:: Task description ::
Read the lines below. Copy out any that hold the string "TextQuestionRequest".

:: Dataset excerpts ::
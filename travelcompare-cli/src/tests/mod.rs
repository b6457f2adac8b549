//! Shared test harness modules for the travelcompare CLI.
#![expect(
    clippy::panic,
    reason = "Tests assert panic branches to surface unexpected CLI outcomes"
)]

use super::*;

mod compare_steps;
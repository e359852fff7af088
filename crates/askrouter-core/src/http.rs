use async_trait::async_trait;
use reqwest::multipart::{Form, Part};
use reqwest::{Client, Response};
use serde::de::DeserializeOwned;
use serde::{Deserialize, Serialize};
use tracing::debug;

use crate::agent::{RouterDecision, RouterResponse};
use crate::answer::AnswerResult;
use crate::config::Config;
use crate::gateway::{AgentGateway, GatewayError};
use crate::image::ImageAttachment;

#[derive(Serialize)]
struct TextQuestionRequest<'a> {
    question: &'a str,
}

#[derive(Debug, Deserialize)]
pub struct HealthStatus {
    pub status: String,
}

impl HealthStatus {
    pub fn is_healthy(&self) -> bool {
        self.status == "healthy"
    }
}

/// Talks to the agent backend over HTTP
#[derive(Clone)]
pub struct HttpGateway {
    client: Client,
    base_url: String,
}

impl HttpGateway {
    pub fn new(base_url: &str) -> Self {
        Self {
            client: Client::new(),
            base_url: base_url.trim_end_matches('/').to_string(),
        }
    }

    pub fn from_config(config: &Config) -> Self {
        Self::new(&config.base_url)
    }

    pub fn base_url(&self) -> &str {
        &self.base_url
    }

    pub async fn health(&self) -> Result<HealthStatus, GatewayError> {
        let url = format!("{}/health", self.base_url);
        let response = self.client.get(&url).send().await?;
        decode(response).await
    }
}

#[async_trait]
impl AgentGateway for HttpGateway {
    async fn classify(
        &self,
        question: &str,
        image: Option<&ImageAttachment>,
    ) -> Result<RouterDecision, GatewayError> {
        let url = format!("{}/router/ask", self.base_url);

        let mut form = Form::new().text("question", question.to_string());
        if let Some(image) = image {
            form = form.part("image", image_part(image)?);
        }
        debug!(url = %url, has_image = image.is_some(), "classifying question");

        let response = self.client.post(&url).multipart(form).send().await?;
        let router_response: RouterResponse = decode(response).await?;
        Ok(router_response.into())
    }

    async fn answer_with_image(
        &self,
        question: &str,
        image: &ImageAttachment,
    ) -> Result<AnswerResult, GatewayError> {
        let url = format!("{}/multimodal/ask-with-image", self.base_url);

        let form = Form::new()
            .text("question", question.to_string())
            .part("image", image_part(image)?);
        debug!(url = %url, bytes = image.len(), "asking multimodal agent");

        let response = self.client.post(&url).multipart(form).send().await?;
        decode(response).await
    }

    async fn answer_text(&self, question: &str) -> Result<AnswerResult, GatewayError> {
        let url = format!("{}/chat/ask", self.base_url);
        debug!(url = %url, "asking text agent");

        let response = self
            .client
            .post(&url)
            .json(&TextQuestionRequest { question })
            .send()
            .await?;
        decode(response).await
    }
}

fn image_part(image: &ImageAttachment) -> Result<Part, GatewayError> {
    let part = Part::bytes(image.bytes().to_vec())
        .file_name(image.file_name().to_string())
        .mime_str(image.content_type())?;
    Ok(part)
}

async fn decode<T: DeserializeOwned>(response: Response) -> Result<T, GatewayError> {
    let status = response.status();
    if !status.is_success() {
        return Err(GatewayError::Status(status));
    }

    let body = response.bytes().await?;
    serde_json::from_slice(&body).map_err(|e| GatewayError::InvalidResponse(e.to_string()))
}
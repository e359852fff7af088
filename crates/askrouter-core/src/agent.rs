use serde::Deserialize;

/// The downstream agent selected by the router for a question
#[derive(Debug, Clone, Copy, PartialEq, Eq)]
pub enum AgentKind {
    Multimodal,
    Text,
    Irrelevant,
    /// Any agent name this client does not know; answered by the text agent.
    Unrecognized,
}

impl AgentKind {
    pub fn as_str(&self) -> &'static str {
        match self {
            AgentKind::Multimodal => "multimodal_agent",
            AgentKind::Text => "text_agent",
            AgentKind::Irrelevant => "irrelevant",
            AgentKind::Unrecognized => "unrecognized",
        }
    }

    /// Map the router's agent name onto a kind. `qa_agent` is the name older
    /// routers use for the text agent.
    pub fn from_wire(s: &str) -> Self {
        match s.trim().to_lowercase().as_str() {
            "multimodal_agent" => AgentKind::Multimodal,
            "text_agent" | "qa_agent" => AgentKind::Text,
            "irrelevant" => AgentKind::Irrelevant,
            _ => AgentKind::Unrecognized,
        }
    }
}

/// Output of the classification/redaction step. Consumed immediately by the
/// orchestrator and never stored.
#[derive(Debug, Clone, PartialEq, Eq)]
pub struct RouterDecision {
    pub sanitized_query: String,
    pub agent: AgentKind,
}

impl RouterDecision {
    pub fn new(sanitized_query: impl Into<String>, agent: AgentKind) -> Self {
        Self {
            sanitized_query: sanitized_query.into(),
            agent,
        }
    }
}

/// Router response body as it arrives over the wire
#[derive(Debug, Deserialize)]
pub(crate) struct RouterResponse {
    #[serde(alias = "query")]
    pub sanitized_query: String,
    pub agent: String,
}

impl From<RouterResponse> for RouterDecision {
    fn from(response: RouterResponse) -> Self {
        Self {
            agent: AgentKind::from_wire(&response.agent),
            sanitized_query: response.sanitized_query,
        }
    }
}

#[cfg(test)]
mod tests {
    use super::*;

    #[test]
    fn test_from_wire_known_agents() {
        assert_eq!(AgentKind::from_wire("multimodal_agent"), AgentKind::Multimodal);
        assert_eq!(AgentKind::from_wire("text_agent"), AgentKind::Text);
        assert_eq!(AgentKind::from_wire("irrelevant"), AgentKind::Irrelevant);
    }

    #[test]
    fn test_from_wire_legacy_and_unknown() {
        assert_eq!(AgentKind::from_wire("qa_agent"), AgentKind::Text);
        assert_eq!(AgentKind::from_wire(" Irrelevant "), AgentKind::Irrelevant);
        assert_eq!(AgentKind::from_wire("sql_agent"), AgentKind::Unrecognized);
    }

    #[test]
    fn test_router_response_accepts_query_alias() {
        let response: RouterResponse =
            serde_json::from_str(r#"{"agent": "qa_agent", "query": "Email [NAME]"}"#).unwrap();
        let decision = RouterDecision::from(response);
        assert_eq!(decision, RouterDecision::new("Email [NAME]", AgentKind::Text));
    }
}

:: Output for this task ::
struct TextQuestionRequest<'a> {
            .json(&TextQuestionRequest { question })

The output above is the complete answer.